Destapan en Suecia una “red de redes” criminales con ramificaciones en España

La Haya, 6 mar (EFE).- La incautación de dos teléfonos móviles a un traficante en una pequeña localidad de Suecia permitió destapar una compleja red criminal internacional dedicada al tráfico de drogas y al blanqueo de capitales, en una investigación que ha culminado esta semana con 15 detenidos en Australia, España, Suecia y Tailandia.

Los resultados de la denomina operación “Candy” fueron presentados este viernes en la sede de Europol en La Haya por responsables policiales y judiciales de varios de los países que intervinieron en ella.

La investigación comenzó en 2023 cuando la policía sueca confiscó dos teléfonos a un traficante local y, tras analizarlos, descubrió comunicaciones cifradas y contactos que apuntaban a una red criminal mucho más amplia que operaba en varios continentes.

“Del análisis de ese terminal móvil afloran una serie de evidencias que son de interés para diferentes países, entre ellos España”, explicó en declaraciones a EFE Samuel Montes Gentil, subdirector interino de la unidad de investigación de la Guardia Civil en Málaga.

Durante dos años, investigadores de Europa, Asia y Australia siguieron las pistas contenidas en esos dispositivos hasta revelar “no un solo grupo criminal, sino una red de redes” dedicada al narcotráfico y al blanqueo de dinero, agregó Andy Kraag, director del Centro Europeo contra el Crimen Grave y Organizado de Europol.

“Lo que parecía un caso local terminó abriendo la ventana a una empresa criminal global que movía toneladas de droga entre continentes y ocultaba sus beneficios tras capas de empresas y comunicaciones cifradas”, señaló Kraag.

Este miércoles, se llevaron a cabo cerca de una veintena de registros en España, Suecia y Tailandia, lo que permitió detener a 13 personas, que se sumaron a otras dos arrestadas antes en Australia.

Las autoridades también incautaron bienes por valor de unos 4 millones de euros, además de teléfonos, documentos y otros materiales que siguen siendo analizados y podrían abrir nuevas líneas de investigación.

Por parte de la Policía sueca, Mats Berggren, subdirector interino del Departamento de Operaciones de la Autoridad Policial de Suecia, subrayó que los arrestados desempeñaban un papel clave como facilitadores financieros y logísticos para varias redes criminales.

España fue uno de los países clave en la investigación porque varios de los principales objetivos, el líder y los testaferros de la red residían en territorio español.

Según explicó Montes Gentil, los miembros de la organización dirigían sus operaciones desde el país utilizando teléfonos encriptados, lo que les permitía coordinar el tráfico de drogas y el movimiento de dinero sin necesidad de desplazarse.

“Al final es un buen clima, y el arco mediterráneo se llena de gente que, desde allí, con un teléfono encriptado dirigen sus operaciones, no necesitan estar en otro lugar.
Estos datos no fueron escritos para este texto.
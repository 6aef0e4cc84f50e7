//! Fixed phase sequences for startup and shutdown.
//!
//! A [`Phase`] is one ordered stage of a lifecycle run. The set of phases is
//! a plain ordered slice of typed descriptors ([`Phase::ALL`]), defined once
//! at compile time and never extended or reordered at runtime. Membership is
//! a simple lookup against that slice; there is no reflection or metadata
//! mechanism involved.
//!
//! The crate ships two built-in sequences, [`StartupPhase`] and
//! [`ShutdownPhase`]. Applications with different stage layouts can define
//! their own enum and implement [`Phase`] for it.

use std::fmt;

/// An element of a fixed, totally-ordered phase enumeration.
///
/// Implementors are small `Copy` enums. [`Phase::ALL`] is the execution
/// order: the orchestrator iterates it front to back, and phase `N + 1`
/// never begins until phase `N` has fully settled.
pub trait Phase: Copy + Eq + fmt::Debug + Send + Sync + 'static {
    /// The complete phase sequence, in execution order.
    const ALL: &'static [Self];

    /// Stable, human-readable phase name (for logs and events).
    fn name(&self) -> &'static str;

    /// Position of this phase in [`Phase::ALL`].
    ///
    /// Returns `None` for a descriptor that is not part of the sequence.
    fn ordinal(&self) -> Option<usize> {
        Self::ALL.iter().position(|p| p == self)
    }

    /// True if this descriptor is a member of the fixed sequence.
    fn is_known(&self) -> bool {
        Self::ALL.contains(self)
    }
}

/// Built-in startup sequence.
///
/// Ordered for a typical networked application: configuration first,
/// storage next, then outbound connections, handler registration, cache
/// warmup, listener binding, and finally the readiness flip.
#[derive(Debug, Clone, Copy, PartialEq, Eq, Hash)]
pub enum StartupPhase {
    /// Load and validate configuration.
    Configure,
    /// Open database handles, run migrations.
    Database,
    /// Bring up caches and in-memory state.
    Cache,
    /// Establish outbound connections (gateways, brokers).
    Connect,
    /// Register handlers, routes, consumers.
    Register,
    /// Pre-fill caches, prime pools.
    Warmup,
    /// Mark the application ready for traffic.
    Ready,
}

impl Phase for StartupPhase {
    const ALL: &'static [Self] = &[
        StartupPhase::Configure,
        StartupPhase::Database,
        StartupPhase::Cache,
        StartupPhase::Connect,
        StartupPhase::Register,
        StartupPhase::Warmup,
        StartupPhase::Ready,
    ];

    fn name(&self) -> &'static str {
        match self {
            StartupPhase::Configure => "configure",
            StartupPhase::Database => "database",
            StartupPhase::Cache => "cache",
            StartupPhase::Connect => "connect",
            StartupPhase::Register => "register",
            StartupPhase::Warmup => "warmup",
            StartupPhase::Ready => "ready",
        }
    }
}

/// Built-in shutdown sequence.
///
/// Roughly the reverse of startup: stop taking new work, drain what is in
/// flight, drop external connections, flush buffers, release local
/// resources.
#[derive(Debug, Clone, Copy, PartialEq, Eq, Hash)]
pub enum ShutdownPhase {
    /// Stop accepting new work (unbind listeners, pause consumers).
    StopAccepting,
    /// Drain in-flight work.
    Drain,
    /// Disconnect external clients and connections.
    Disconnect,
    /// Flush buffers, metrics, audit trails.
    Flush,
    /// Release local resources (files, locks, temp state).
    Release,
}

impl Phase for ShutdownPhase {
    const ALL: &'static [Self] = &[
        ShutdownPhase::StopAccepting,
        ShutdownPhase::Drain,
        ShutdownPhase::Disconnect,
        ShutdownPhase::Flush,
        ShutdownPhase::Release,
    ];

    fn name(&self) -> &'static str {
        match self {
            ShutdownPhase::StopAccepting => "stop_accepting",
            ShutdownPhase::Drain => "drain",
            ShutdownPhase::Disconnect => "disconnect",
            ShutdownPhase::Flush => "flush",
            ShutdownPhase::Release => "release",
        }
    }
}

#[cfg(test)]
mod tests {
    use super::*;

    #[test]
    fn startup_sequence_is_fixed() {
        assert_eq!(StartupPhase::ALL.len(), 7);
        assert_eq!(StartupPhase::Configure.ordinal(), Some(0));
        assert_eq!(StartupPhase::Ready.ordinal(), Some(6));
        assert!(StartupPhase::Connect.is_known());
    }

    #[test]
    fn shutdown_sequence_is_fixed() {
        assert_eq!(ShutdownPhase::ALL.len(), 5);
        assert_eq!(ShutdownPhase::StopAccepting.ordinal(), Some(0));
        assert_eq!(ShutdownPhase::Release.ordinal(), Some(4));
        assert_eq!(ShutdownPhase::Drain.name(), "drain");
    }

    #[test]
    fn rogue_descriptor_is_not_a_member() {
        #[derive(Debug, Clone, Copy, PartialEq, Eq)]
        enum Rogue {
            Known,
            Hidden,
        }

        impl Phase for Rogue {
            const ALL: &'static [Self] = &[Rogue::Known];

            fn name(&self) -> &'static str {
                match self {
                    Rogue::Known => "known",
                    Rogue::Hidden => "hidden",
                }
            }
        }

        assert!(Rogue::Known.is_known());
        assert!(!Rogue::Hidden.is_known());
        assert_eq!(Rogue::Hidden.ordinal(), None);
    }
}
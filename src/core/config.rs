//! # Orchestrator configuration.
//!
//! Provides [`Config`], the settings shared by both orchestrator kinds.
//!
//! ## Sentinel values
//! - a requested task timeout of `0` (or `None`) → use `default_timeout`
//! - `bus_capacity` is clamped to a minimum of 1 by the bus

use std::time::Duration;

/// Configuration for a lifecycle orchestrator.
///
/// ## Field semantics
/// - `default_timeout`: per-task timeout used when a task is registered
///   without an explicit one
/// - `bus_capacity`: event bus ring buffer size
/// - `grace`: pause between the last shutdown phase and process
///   termination, letting buffered diagnostics flush (shutdown only)
/// - `handle_signals`: whether the shutdown orchestrator reacts to OS
///   termination signals (shutdown only)
#[derive(Clone, Debug)]
pub struct Config {
    /// Default per-task timeout applied at registration.
    pub default_timeout: Duration,

    /// Capacity of the event bus broadcast ring buffer.
    ///
    /// Slow subscribers that lag behind more than `bus_capacity` events
    /// observe `Lagged` and skip older items. Minimum 1 (enforced by Bus).
    pub bus_capacity: usize,

    /// Delay between the final phase completing and process termination.
    pub grace: Duration,

    /// Trigger shutdown on the first OS termination signal.
    pub handle_signals: bool,
}

impl Config {
    /// Preset for a startup orchestrator: 10s default task timeout.
    pub fn startup() -> Self {
        Self {
            default_timeout: Duration::from_secs(10),
            bus_capacity: 1024,
            grace: Duration::ZERO,
            handle_signals: false,
        }
    }

    /// Preset for a shutdown orchestrator: 5s default task timeout and a
    /// short grace delay before termination.
    pub fn shutdown() -> Self {
        Self {
            default_timeout: Duration::from_secs(5),
            bus_capacity: 1024,
            grace: Duration::from_millis(200),
            handle_signals: false,
        }
    }

    /// Resolves a requested timeout against the default.
    ///
    /// `None` and `Some(0)` both mean "use the default".
    #[inline]
    pub fn resolve_timeout(&self, requested: Option<Duration>) -> Duration {
        match requested {
            Some(d) if d > Duration::ZERO => d,
            _ => self.default_timeout,
        }
    }

    /// Returns a bus capacity clamped to a minimum of 1.
    #[inline]
    pub fn bus_capacity_clamped(&self) -> usize {
        self.bus_capacity.max(1)
    }
}

impl Default for Config {
    fn default() -> Self {
        Self::startup()
    }
}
Es lo que solemos decir: teletrabajaban”, resumió.

Dado que los sospechosos se encontraban en España, la investigación sueca solicitó cooperación, y la Guardia Civil asumió el liderazgo de las actuaciones en territorio español.

La operación fue coordinada por el Equipo contra el Crimen Organizado (ECO) de Málaga de la Unidad Central Operativa (UCO), con el apoyo de la Unidad de Policía Judicial de la Guardia Civil en Cataluña para las tareas operativas.

Mientras los agentes de Cataluña realizaban seguimientos, vigilancia e instalación de dispositivos de localización, los investigadores de la UCO se encargaban de las interceptaciones telefónicas y de la recopilación de información financiera de los sospechosos.

Durante semanas, investigadores suecos trabajaron directamente en dependencias de la Guardia Civil en España para analizar las escuchas telefónicas obtenidas mediante los sistemas españoles de interceptación.

La fase operativa culminó con cuatro detenidos en España vinculados a la red investigada y se esperan que sean extraditados a Suecia.

Montes Gentil advirtió de que el caso refleja una tendencia creciente: el asentamiento de miembros de redes criminales internacionales en el arco mediterráneo español, donde ya hay “un problema serio”.

“El mismo atractivo que hace que muchos ciudadanos del norte de Europa se jubilen en España también lo tiene el crimen organizado”, explicó.

Zonas como la Costa del Sol, Alicante o Baleares ofrecen buenas conexiones internacionales y una elevada presencia de residentes extranjeros, lo que facilita a los delincuentes pasar desapercibidos.

Para Europol, el caso refleja la evolución del crimen organizado en Europa, cada vez más flexible, transnacional y apoyado en estructuras legales para ocultar sus operaciones ilícitas. “Lo que parece un caso local suele ser global”, resumió Kraag.